> Exercise:
Each line with the word "SourceResult" must appear in the answer, copied from the records.

──────── Recorded data

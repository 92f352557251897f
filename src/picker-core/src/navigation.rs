//! Keyboard cursors over the results and the picks.

/// The two independent cursors of the picker.
///
/// `selected` indexes the displayed results and wraps around. `highlight`
/// indexes the picks and is clamped to `-1..=pick_count`: `-1` means no pick
/// is highlighted and `pick_count` means the cursor is past the last pick.
#[derive(Debug, Clone, Copy, PartialEq, Eq)]
pub struct Navigation {
    selected: usize,
    highlight: isize,
}

impl Default for Navigation {
    fn default() -> Self {
        Self {
            selected: 0,
            highlight: -1,
        }
    }
}

impl Navigation {
    pub fn new() -> Self {
        Self::default()
    }

    pub fn selected(&self) -> usize {
        self.selected
    }

    pub fn highlight(&self) -> isize {
        self.highlight
    }

    /// The highlighted pick, if the cursor rests on one.
    pub fn highlighted_pick(&self, pick_count: usize) -> Option<usize> {
        usize::try_from(self.highlight)
            .ok()
            .filter(|&h| h < pick_count)
    }

    /// Moves the result cursor by `delta`, wrapping in both directions.
    /// With no results the cursor goes back to 0.
    pub fn scroll_choices(&mut self, delta: isize, len: usize) {
        if len == 0 {
            self.selected = 0;
            return;
        }
        let len = len as isize;
        self.selected = (self.selected as isize + delta).rem_euclid(len) as usize;
    }

    /// Moves the pick cursor by `direction`, clamped to `-1..=pick_count`.
    pub fn scroll_highlight(&mut self, direction: isize, pick_count: usize) {
        self.highlight = (self.highlight + direction).clamp(-1, pick_count as isize);
    }

    /// Puts the result cursor on `index` if it is a valid result.
    pub fn scroll_to(&mut self, index: usize, len: usize) -> bool {
        if index < len {
            self.selected = index;
            true
        } else {
            false
        }
    }

    pub fn reset_selected(&mut self) {
        self.selected = 0;
    }

    /// Moves the pick cursor past the last pick.
    pub fn unhighlight(&mut self, pick_count: usize) {
        self.highlight = pick_count as isize;
    }
}

#[cfg(test)]
mod tests {
    use super::*;

    #[test]
    fn test_scroll_choices_wraps() {
        let mut nav = Navigation::new();
        nav.scroll_choices(-1, 3);
        assert_eq!(nav.selected(), 2);
        nav.scroll_choices(1, 3);
        assert_eq!(nav.selected(), 0);
        nav.scroll_choices(7, 3);
        assert_eq!(nav.selected(), 1);
        nav.scroll_choices(-8, 3);
        assert_eq!(nav.selected(), 2);
    }

    #[test]
    fn test_scroll_choices_empty_list() {
        let mut nav = Navigation::new();
        nav.scroll_choices(1, 3);
        nav.scroll_choices(1, 0);
        assert_eq!(nav.selected(), 0);
    }

    #[test]
    fn test_selected_stays_in_range() {
        let deltas = [1, -1, 5, -13, 2, 0, -2, 100, -101, 3];
        for len in 1..8 {
            let mut nav = Navigation::new();
            for delta in deltas {
                nav.scroll_choices(delta, len);
                assert!(nav.selected() < len, "len {len} delta {delta}");
            }
        }
    }

    #[test]
    fn test_highlight_clamps() {
        let mut nav = Navigation::new();
        nav.scroll_highlight(-1, 2);
        assert_eq!(nav.highlight(), -1);
        for _ in 0..5 {
            nav.scroll_highlight(1, 2);
        }
        assert_eq!(nav.highlight(), 2);
        nav.scroll_highlight(-1, 2);
        assert_eq!(nav.highlighted_pick(2), Some(1));
    }

    #[test]
    fn test_highlight_stays_in_range() {
        let moves = [1, 1, -1, 1, 1, 1, -1, -1, -1, -1, -1, 1];
        for picks in 0..5 {
            let mut nav = Navigation::new();
            for direction in moves {
                nav.scroll_highlight(direction, picks);
                let h = nav.highlight();
                assert!((-1..=picks as isize).contains(&h), "picks {picks} h {h}");
            }
        }
    }

    #[test]
    fn test_highlighted_pick_none_at_ends() {
        let mut nav = Navigation::new();
        assert_eq!(nav.highlighted_pick(2), None);
        nav.unhighlight(2);
        assert_eq!(nav.highlighted_pick(2), None);
    }

    #[test]
    fn test_scroll_to() {
        let mut nav = Navigation::new();
        assert!(nav.scroll_to(2, 3));
        assert_eq!(nav.selected(), 2);
        assert!(!nav.scroll_to(3, 3));
        assert_eq!(nav.selected(), 2);
    }
}
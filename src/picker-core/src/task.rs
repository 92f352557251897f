//! Deferred work handed to the embedding event loop.
//!
//! The controller never awaits anything itself. Operations that have to wait
//! (a search fetch, the focus and blur delays) return a [`PickerTask`]; the
//! event loop awaits it and passes the resulting [`Completion`] back to
//! [`PickerController::complete`](crate::PickerController::complete).

use std::future::IntoFuture;
use std::sync::Arc;
use std::time::Duration;

use futures::FutureExt;
use futures::future::BoxFuture;

use crate::error::SourceResult;
use crate::source::{ChoiceResponse, ChoiceSource};

/// Delay before focusing the query field, so the view can unhide it first.
pub const FOCUS_DELAY: Duration = Duration::from_millis(250);

/// Delay before a blur closes the results.
///
/// A click on a result arrives after the blur it causes; it is only honored
/// if it is processed within this window.
pub const BLUR_DELAY: Duration = Duration::from_millis(250);

/// Outcome of a finished task.
#[derive(Debug)]
pub enum Completion {
    /// A search finished. `seq` identifies the search that produced it.
    Search {
        seq: u64,
        result: SourceResult<ChoiceResponse>,
    },
    /// The focus delay elapsed.
    Focus,
    /// The blur delay elapsed. `token` identifies the blur that scheduled it.
    Blur { token: u64 },
}

/// What a task is waiting for.
#[derive(Debug, Clone, Copy, PartialEq, Eq)]
pub enum TaskKind {
    Search,
    Focus,
    Blur,
}

/// A pending piece of controller work.
#[must_use = "tasks do nothing unless awaited and completed"]
pub struct PickerTask {
    kind: TaskKind,
    future: BoxFuture<'static, Completion>,
}

impl PickerTask {
    pub(crate) fn search(seq: u64, source: Arc<dyn ChoiceSource>, query: String) -> Self {
        let future = async move {
            let result = source.get_choices(&query).await;
            Completion::Search { seq, result }
        };
        Self {
            kind: TaskKind::Search,
            future: future.boxed(),
        }
    }

    pub(crate) fn delayed(kind: TaskKind, delay: Duration, completion: Completion) -> Self {
        let future = async move {
            tokio::time::sleep(delay).await;
            completion
        };
        Self {
            kind,
            future: future.boxed(),
        }
    }

    pub fn kind(&self) -> TaskKind {
        self.kind
    }
}

impl IntoFuture for PickerTask {
    type Output = Completion;
    type IntoFuture = BoxFuture<'static, Completion>;

    fn into_future(self) -> Self::IntoFuture {
        self.future
    }
}

impl std::fmt::Debug for PickerTask {
    fn fmt(&self, f: &mut std::fmt::Formatter<'_>) -> std::fmt::Result {
        f.debug_struct("PickerTask")
            .field("kind", &self.kind)
            .finish_non_exhaustive()
    }
}
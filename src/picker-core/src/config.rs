//! Configuration types for the picker.

use std::collections::BTreeMap;
use std::path::Path;

use serde::Deserialize;
use serde_json::Value;

use crate::error::{PickerError, PickerResult};
use crate::item::Item;

/// Default placeholder text shown in the query field.
pub const DEFAULT_PLACEHOLDER: &str = "Select";

/// Default name of the field displayed for each item.
pub const DEFAULT_DISPLAY_FIELD: &str = "name";

/// Default name of the field used as the item value.
pub const DEFAULT_VALUE_FIELD: &str = "id";

/// Default query parameter for remote searches.
pub const DEFAULT_SEARCH_KEY: &str = "q";

/// Initialization inputs for a picker.
#[derive(Debug, Clone, Deserialize)]
#[serde(default)]
pub struct PickerConfig {
    /// Name of the external model the selections are bound to. Required.
    pub model: Option<String>,

    /// Form field name used when the selections are submitted.
    pub name: String,

    /// Placeholder text for the query field.
    pub placeholder: String,

    /// Field of each item shown to the user.
    pub display_field: String,

    /// Field of each item used as its identifying value.
    pub value_field: String,

    /// Whether more than one pick may be held at a time.
    pub multiple: bool,

    /// Where candidates come from.
    pub source: SourceConfig,

    /// Items picked before the user interacts with the control.
    pub initial_picks: Vec<Item>,
}

impl Default for PickerConfig {
    fn default() -> Self {
        Self {
            model: None,
            name: String::new(),
            placeholder: DEFAULT_PLACEHOLDER.to_string(),
            display_field: DEFAULT_DISPLAY_FIELD.to_string(),
            value_field: DEFAULT_VALUE_FIELD.to_string(),
            multiple: false,
            source: SourceConfig::default(),
            initial_picks: Vec::new(),
        }
    }
}

/// Candidate source selection.
#[derive(Debug, Clone, Deserialize)]
#[serde(rename_all = "snake_case")]
pub enum SourceConfig {
    /// Filter a static list in memory.
    Local(LocalConfig),
    /// Fetch candidates from a remote endpoint.
    Remote(RemoteConfig),
}

impl Default for SourceConfig {
    fn default() -> Self {
        Self::Local(LocalConfig::default())
    }
}

/// Static candidate list.
#[derive(Debug, Clone, Default, Deserialize)]
#[serde(default)]
pub struct LocalConfig {
    /// Candidates given as complete items.
    pub choices: Vec<Item>,

    /// Candidates given as label/value options, like a `<select>` widget.
    pub options: Vec<SelectOption>,
}

/// One label/value option. Selected options seed the initial picks.
#[derive(Debug, Clone, PartialEq, Deserialize)]
pub struct SelectOption {
    pub label: String,
    pub value: Value,
    #[serde(default)]
    pub selected: bool,
}

impl SelectOption {
    /// Creates an unselected option.
    pub fn new(label: impl Into<String>, value: impl Into<Value>) -> Self {
        Self {
            label: label.into(),
            value: value.into(),
            selected: false,
        }
    }

    /// Marks the option as pre-selected.
    pub fn selected(mut self, selected: bool) -> Self {
        self.selected = selected;
        self
    }
}

/// Remote endpoint settings.
#[derive(Debug, Clone, Deserialize)]
pub struct RemoteConfig {
    /// URL searched on every query.
    pub url: String,

    /// Query parameter carrying the search text.
    #[serde(default = "default_search_key")]
    pub search_key: String,

    /// Where the results array lives in the response.
    #[serde(default, alias = "results_in")]
    pub results_path: ResultsPath,

    /// Parameters sent with every search.
    #[serde(default)]
    pub extra_params: BTreeMap<String, Value>,
}

fn default_search_key() -> String {
    DEFAULT_SEARCH_KEY.to_string()
}

impl RemoteConfig {
    /// Creates a remote config for the given URL with default settings.
    pub fn new(url: impl Into<String>) -> Self {
        Self {
            url: url.into(),
            search_key: default_search_key(),
            results_path: ResultsPath::default(),
            extra_params: BTreeMap::new(),
        }
    }

    /// Sets the query parameter name.
    pub fn search_key(mut self, key: impl Into<String>) -> Self {
        self.search_key = key.into();
        self
    }

    /// Sets the dotted results path, e.g. `"results.matches"`.
    pub fn results_path(mut self, path: &str) -> Self {
        self.results_path = ResultsPath::parse(path);
        self
    }

    /// Adds a parameter sent with every search.
    pub fn extra_param(mut self, name: impl Into<String>, value: impl Into<Value>) -> Self {
        self.extra_params.insert(name.into(), value.into());
        self
    }
}

/// Path from a raw response to the array of results.
///
/// An empty path means the response is the array itself.
#[derive(Debug, Clone, Default, PartialEq, Eq, Deserialize)]
#[serde(from = "String")]
pub struct ResultsPath(Vec<String>);

impl ResultsPath {
    /// Splits a dotted path into segments. Empty segments are dropped.
    pub fn parse(path: &str) -> Self {
        Self(
            path.split('.')
                .filter(|s| !s.is_empty())
                .map(str::to_string)
                .collect(),
        )
    }

    pub fn segments(&self) -> &[String] {
        &self.0
    }

    pub fn is_empty(&self) -> bool {
        self.0.is_empty()
    }
}

impl From<String> for ResultsPath {
    fn from(path: String) -> Self {
        Self::parse(&path)
    }
}

impl From<&str> for ResultsPath {
    fn from(path: &str) -> Self {
        Self::parse(path)
    }
}

impl PickerConfig {
    /// Creates a builder for constructing a configuration.
    pub fn builder() -> PickerConfigBuilder {
        PickerConfigBuilder::new()
    }

    /// Loads a configuration file. `.toml` files are TOML, anything else JSON.
    pub fn load(path: impl AsRef<Path>) -> PickerResult<Self> {
        let path = path.as_ref();
        let content =
            std::fs::read_to_string(path).map_err(|e| PickerError::read_config(path, e))?;
        match path.extension().and_then(|e| e.to_str()) {
            Some("toml") => Self::from_toml_str(&content),
            _ => Self::from_json_str(&content),
        }
    }

    pub fn from_toml_str(content: &str) -> PickerResult<Self> {
        Ok(toml::from_str(content)?)
    }

    pub fn from_json_str(content: &str) -> PickerResult<Self> {
        Ok(serde_json::from_str(content)?)
    }

    /// Returns the static candidates, built with the configured fields.
    /// Remote sources have none.
    pub fn candidates(&self) -> Vec<Item> {
        match &self.source {
            SourceConfig::Local(local) => local
                .choices
                .iter()
                .cloned()
                .chain(local.options.iter().map(|opt| self.option_item(opt)))
                .collect(),
            SourceConfig::Remote(_) => Vec::new(),
        }
    }

    /// Returns the items to pick on initialization: selected options first,
    /// then the explicit initial picks.
    pub fn seed_picks(&self) -> Vec<Item> {
        let selected: Vec<Item> = match &self.source {
            SourceConfig::Local(local) => local
                .options
                .iter()
                .filter(|opt| opt.selected)
                .map(|opt| self.option_item(opt))
                .collect(),
            SourceConfig::Remote(_) => Vec::new(),
        };
        selected
            .into_iter()
            .chain(self.initial_picks.iter().cloned())
            .collect()
    }

    fn option_item(&self, opt: &SelectOption) -> Item {
        Item::from_pair(
            &self.display_field,
            &self.value_field,
            opt.label.clone(),
            opt.value.clone(),
        )
    }
}

/// Builder for creating `PickerConfig` instances.
#[derive(Debug, Default)]
pub struct PickerConfigBuilder {
    config: PickerConfig,
    local: LocalConfig,
    remote: Option<RemoteConfig>,
}

impl PickerConfigBuilder {
    pub fn new() -> Self {
        Self::default()
    }

    /// Sets the external model binding.
    pub fn model(mut self, model: impl Into<String>) -> Self {
        self.config.model = Some(model.into());
        self
    }

    /// Sets the form field name.
    pub fn name(mut self, name: impl Into<String>) -> Self {
        self.config.name = name.into();
        self
    }

    pub fn placeholder(mut self, placeholder: impl Into<String>) -> Self {
        self.config.placeholder = placeholder.into();
        self
    }

    pub fn display_field(mut self, field: impl Into<String>) -> Self {
        self.config.display_field = field.into();
        self
    }

    pub fn value_field(mut self, field: impl Into<String>) -> Self {
        self.config.value_field = field.into();
        self
    }

    /// Enables multi-pick mode.
    pub fn multiple(mut self, multiple: bool) -> Self {
        self.config.multiple = multiple;
        self
    }

    /// Uses a static list of candidates.
    pub fn choices(mut self, choices: impl IntoIterator<Item = Item>) -> Self {
        self.local.choices.extend(choices);
        self
    }

    /// Adds a label/value option to the static candidates.
    pub fn option(mut self, option: SelectOption) -> Self {
        self.local.options.push(option);
        self
    }

    /// Uses a remote endpoint for candidates. Takes precedence over any
    /// static candidates.
    pub fn remote(mut self, remote: RemoteConfig) -> Self {
        self.remote = Some(remote);
        self
    }

    /// Adds an item picked on initialization.
    pub fn initial_pick(mut self, item: Item) -> Self {
        self.config.initial_picks.push(item);
        self
    }

    pub fn build(self) -> PickerConfig {
        let source = match self.remote {
            Some(remote) => SourceConfig::Remote(remote),
            None => SourceConfig::Local(self.local),
        };
        PickerConfig {
            source,
            ..self.config
        }
    }
}
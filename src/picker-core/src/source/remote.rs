//! Remote candidate fetching.

use std::collections::BTreeMap;
use std::sync::Arc;

use async_trait::async_trait;
use serde_json::Value;

use super::{ChoiceResponse, ChoiceSource};
use crate::config::RemoteConfig;
use crate::error::SourceResult;

/// Transport issuing one GET-style request and returning the parsed body.
#[async_trait]
pub trait Fetcher: Send + Sync {
    async fn fetch(&self, url: &str, params: &[(String, String)]) -> SourceResult<Value>;
}

/// Fetches candidates from a remote endpoint.
///
/// The base parameters are fixed at construction; every search gets a fresh
/// copy with the query inserted under the search key.
pub struct RemoteSource {
    url: String,
    search_key: String,
    base_params: Vec<(String, String)>,
    fetcher: Arc<dyn Fetcher>,
}

impl RemoteSource {
    pub fn new(
        url: impl Into<String>,
        extra_params: &BTreeMap<String, Value>,
        search_key: impl Into<String>,
        fetcher: Arc<dyn Fetcher>,
    ) -> Self {
        let search_key = search_key.into();
        let mut base_params = Vec::new();
        for (name, value) in extra_params {
            if *name != search_key {
                push_param(&mut base_params, name, value);
            }
        }
        Self {
            url: url.into(),
            search_key,
            base_params,
            fetcher,
        }
    }

    pub fn from_config(config: &RemoteConfig, fetcher: Arc<dyn Fetcher>) -> Self {
        Self::new(
            config.url.clone(),
            &config.extra_params,
            config.search_key.clone(),
            fetcher,
        )
    }

    /// Query parameters for one search.
    pub fn params_for(&self, query: &str) -> Vec<(String, String)> {
        let mut params = self.base_params.clone();
        params.push((self.search_key.clone(), query.to_string()));
        params
    }
}

impl std::fmt::Debug for RemoteSource {
    fn fmt(&self, f: &mut std::fmt::Formatter<'_>) -> std::fmt::Result {
        f.debug_struct("RemoteSource")
            .field("url", &self.url)
            .field("search_key", &self.search_key)
            .field("base_params", &self.base_params)
            .finish_non_exhaustive()
    }
}

#[async_trait]
impl ChoiceSource for RemoteSource {
    async fn get_choices(&self, query: &str) -> SourceResult<ChoiceResponse> {
        let params = self.params_for(query);
        match self.fetcher.fetch(&self.url, &params).await {
            Ok(body) => Ok(ChoiceResponse::Raw(body)),
            Err(err) => {
                if let Some(status) = err.status() {
                    tracing::warn!(url = %self.url, status, "Problem retrieving choices - {status} error");
                } else {
                    tracing::warn!(url = %self.url, "Problem retrieving choices: {err}");
                }
                Err(err)
            }
        }
    }
}

/// Serializes one parameter the way query strings expect: scalars as text,
/// arrays as a repeated key, objects as JSON, nulls dropped.
fn push_param(params: &mut Vec<(String, String)>, name: &str, value: &Value) {
    match value {
        Value::Null => {}
        Value::String(s) => params.push((name.to_string(), s.clone())),
        Value::Number(_) | Value::Bool(_) | Value::Object(_) => {
            params.push((name.to_string(), value.to_string()));
        }
        Value::Array(values) => {
            for value in values {
                push_param(params, name, value);
            }
        }
    }
}

#[cfg(test)]
mod tests {
    use super::*;
    use crate::error::SourceError;
    use serde_json::json;
    use std::sync::Mutex;

    #[derive(Default)]
    struct RecordingFetcher {
        calls: Mutex<Vec<(String, Vec<(String, String)>)>>,
        fail_with: Option<u16>,
    }

    #[async_trait]
    impl Fetcher for RecordingFetcher {
        async fn fetch(&self, url: &str, params: &[(String, String)]) -> SourceResult<Value> {
            self.calls
                .lock()
                .unwrap()
                .push((url.to_string(), params.to_vec()));
            match self.fail_with {
                Some(status) => Err(SourceError::Status { status }),
                None => Ok(json!([{"name": "Bob", "id": 1}])),
            }
        }
    }

    fn pair(k: &str, v: &str) -> (String, String) {
        (k.to_string(), v.to_string())
    }

    #[test]
    fn test_params_for_merges_query() {
        let extra = BTreeMap::from([
            ("limit".to_string(), json!(3)),
            ("type".to_string(), json!("Client")),
        ]);
        let source = RemoteSource::new(
            "http://x/search",
            &extra,
            "Q",
            Arc::new(RecordingFetcher::default()),
        );

        assert_eq!(
            source.params_for("bob"),
            [pair("limit", "3"), pair("type", "Client"), pair("Q", "bob")]
        );
        // Each call starts from the base parameters again.
        assert_eq!(source.params_for("")[2], pair("Q", ""));
        assert_eq!(source.params_for("").len(), 3);
    }

    #[test]
    fn test_extra_param_named_like_search_key_is_replaced() {
        let extra = BTreeMap::from([("q".to_string(), json!("stale"))]);
        let source = RemoteSource::new("u", &extra, "q", Arc::new(RecordingFetcher::default()));
        assert_eq!(source.params_for("fresh"), [pair("q", "fresh")]);
    }

    #[test]
    fn test_param_serialization() {
        let mut params = Vec::new();
        push_param(&mut params, "ids", &json!([1, "two"]));
        push_param(&mut params, "skip", &Value::Null);
        push_param(&mut params, "flag", &json!(true));
        assert_eq!(params, [pair("ids", "1"), pair("ids", "two"), pair("flag", "true")]);
    }

    #[tokio::test]
    async fn test_get_choices_returns_raw_body() {
        let fetcher = Arc::new(RecordingFetcher::default());
        let source = RemoteSource::new("http://x/search", &BTreeMap::new(), "q", fetcher.clone());

        let response = source.get_choices("bo").await.expect("fetch");
        assert_eq!(
            response,
            ChoiceResponse::Raw(json!([{"name": "Bob", "id": 1}]))
        );

        let calls = fetcher.calls.lock().unwrap();
        assert_eq!(calls.len(), 1);
        assert_eq!(calls[0].0, "http://x/search");
        assert_eq!(calls[0].1, [pair("q", "bo")]);
    }

    #[tokio::test]
    async fn test_get_choices_propagates_failure() {
        let fetcher = Arc::new(RecordingFetcher {
            fail_with: Some(500),
            ..Default::default()
        });
        let source = RemoteSource::new("http://x", &BTreeMap::new(), "q", fetcher);
        let err = source.get_choices("bo").await.unwrap_err();
        assert_eq!(err.status(), Some(500));
    }
}
//! HTTP transport for remote sources.

use std::time::Duration;

use async_trait::async_trait;
use serde_json::Value;

use super::remote::Fetcher;
use crate::error::{SourceError, SourceResult};

/// `reqwest`-backed [`Fetcher`].
#[derive(Debug, Clone)]
pub struct HttpFetcher {
    client: reqwest::Client,
}

impl HttpFetcher {
    pub fn new() -> Self {
        let client = reqwest::Client::builder()
            .connect_timeout(Duration::from_secs(5))
            .timeout(Duration::from_secs(30))
            .build()
            .unwrap_or_else(|_| reqwest::Client::new());
        Self { client }
    }

    /// Uses an existing client, e.g. one shared with the embedding application.
    pub fn with_client(client: reqwest::Client) -> Self {
        Self { client }
    }
}

impl Default for HttpFetcher {
    fn default() -> Self {
        Self::new()
    }
}

#[async_trait]
impl Fetcher for HttpFetcher {
    async fn fetch(&self, url: &str, params: &[(String, String)]) -> SourceResult<Value> {
        let response = self.client.get(url).query(params).send().await?;

        let status = response.status();
        if !status.is_success() {
            return Err(SourceError::Status {
                status: status.as_u16(),
            });
        }

        let body = response.text().await?;
        Ok(serde_json::from_str(&body)?)
    }
}

#[cfg(test)]
mod tests {
    use super::*;
    use serde_json::json;

    #[tokio::test]
    async fn test_fetch_sends_params() {
        let server = wiremock::MockServer::start().await;
        wiremock::Mock::given(wiremock::matchers::method("GET"))
            .and(wiremock::matchers::path("/search/people"))
            .and(wiremock::matchers::query_param("q", "bob"))
            .and(wiremock::matchers::query_param("limit", "3"))
            .respond_with(
                wiremock::ResponseTemplate::new(200).set_body_raw(
                    json!([{"name": "Bob Gobbs", "id": 4444}]).to_string(),
                    "application/json",
                ),
            )
            .expect(1)
            .mount(&server)
            .await;

        let fetcher = HttpFetcher::new();
        let url = format!("{}/search/people", server.uri());
        let params = [
            ("limit".to_string(), "3".to_string()),
            ("q".to_string(), "bob".to_string()),
        ];
        let body = fetcher.fetch(&url, &params).await.expect("fetch");
        assert_eq!(body, json!([{"name": "Bob Gobbs", "id": 4444}]));
    }

    #[tokio::test]
    async fn test_fetch_status_error() {
        let server = wiremock::MockServer::start().await;
        wiremock::Mock::given(wiremock::matchers::method("GET"))
            .respond_with(wiremock::ResponseTemplate::new(503))
            .mount(&server)
            .await;

        let err = HttpFetcher::new()
            .fetch(&server.uri(), &[])
            .await
            .unwrap_err();
        assert!(matches!(err, SourceError::Status { status: 503 }));
    }

    #[tokio::test]
    async fn test_fetch_invalid_json() {
        let server = wiremock::MockServer::start().await;
        wiremock::Mock::given(wiremock::matchers::method("GET"))
            .respond_with(wiremock::ResponseTemplate::new(200).set_body_string("not json"))
            .mount(&server)
            .await;

        let fetcher = HttpFetcher::with_client(reqwest::Client::new());
        let err = fetcher.fetch(&server.uri(), &[]).await.unwrap_err();
        assert!(matches!(err, SourceError::Json(_)));
    }
}
//! HTTP clients for the services around the pipeline: the content feed,
//! the link shortener with its click analytics, and notification delivery.

pub mod bitly;
pub mod hacker_news;
pub mod notify;

use std::fmt;
use std::time::Duration;

pub use bitly::Bitly;
pub use hacker_news::{FeedItem, HackerNews};
pub use notify::{StdoutNotifier, WebhookNotifier};

const USER_AGENT: &str = concat!("rumor/", env!("CARGO_PKG_VERSION"));
const REQUEST_TIMEOUT: Duration = Duration::from_secs(30);

/// A collaborator answered with something other than success, or could not
/// be reached at all. Aborts the current stage.
#[derive(Debug)]
pub enum UpstreamError {
    Status {
        method: &'static str,
        url: String,
        status: u16,
    },
    Transport(reqwest::Error),
    MissingGroup,
    Decode(String),
    Io(std::io::Error),
}

impl fmt::Display for UpstreamError {
    fn fmt(&self, f: &mut fmt::Formatter<'_>) -> fmt::Result {
        match self {
            UpstreamError::Status {
                method,
                url,
                status,
            } => write!(f, "{method} {url} returned status code {status}"),
            UpstreamError::Transport(e) => write!(f, "upstream request failed: {e}"),
            UpstreamError::MissingGroup => write!(f, "no link group with role org-admin"),
            UpstreamError::Decode(msg) => write!(f, "unexpected upstream response: {msg}"),
            UpstreamError::Io(e) => write!(f, "failed to deliver notification: {e}"),
        }
    }
}

impl std::error::Error for UpstreamError {
    fn source(&self) -> Option<&(dyn std::error::Error + 'static)> {
        match self {
            UpstreamError::Transport(e) => Some(e),
            UpstreamError::Io(e) => Some(e),
            _ => None,
        }
    }
}

impl From<reqwest::Error> for UpstreamError {
    fn from(e: reqwest::Error) -> Self {
        if e.is_decode() {
            UpstreamError::Decode(e.to_string())
        } else {
            UpstreamError::Transport(e)
        }
    }
}

impl From<std::io::Error> for UpstreamError {
    fn from(e: std::io::Error) -> Self {
        UpstreamError::Io(e)
    }
}

pub(crate) fn http_client() -> Result<reqwest::Client, UpstreamError> {
    Ok(reqwest::Client::builder()
        .timeout(REQUEST_TIMEOUT)
        .user_agent(USER_AGENT)
        .build()?)
}

/// Fail with [`UpstreamError::Status`] unless the response status is one of
/// `accepted`.
pub(crate) fn check_status(
    method: &'static str,
    response: reqwest::Response,
    accepted: &[u16],
) -> Result<reqwest::Response, UpstreamError> {
    let status = response.status().as_u16();
    if accepted.contains(&status) {
        return Ok(response);
    }
    let url = response.url().to_string();
    tracing::info!("{method} {url} returned status code {status}");
    Err(UpstreamError::Status {
        method,
        url,
        status,
    })
}

#[cfg(test)]
pub(crate) mod test_server {
    use axum::Router;

    /// Serve `app` on an ephemeral local port, returning its base URL.
    pub async fn spawn(app: Router) -> String {
        let listener = tokio::net::TcpListener::bind("127.0.0.1:0").await.unwrap();
        let addr = listener.local_addr().unwrap();
        tokio::spawn(async move {
            axum::serve(listener, app).await.unwrap();
        });
        format!("http://{addr}")
    }
}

────────────────

> Answer to the problem:
use crate::error::SourceResult;
        result: SourceResult<ChoiceResponse>,
use crate::error::SourceResult;
    async fn fetch(&self, url: &str, params: &[(String, String)]) -> SourceResult<Value>;
    async fn get_choices(&self, query: &str) -> SourceResult<ChoiceResponse> {
        async fn fetch(&self, url: &str, params: &[(String, String)]) -> SourceResult<Value> {
use crate::error::{SourceError, SourceResult};
    async fn fetch(&self, url: &str, params: &[(String, String)]) -> SourceResult<Value> {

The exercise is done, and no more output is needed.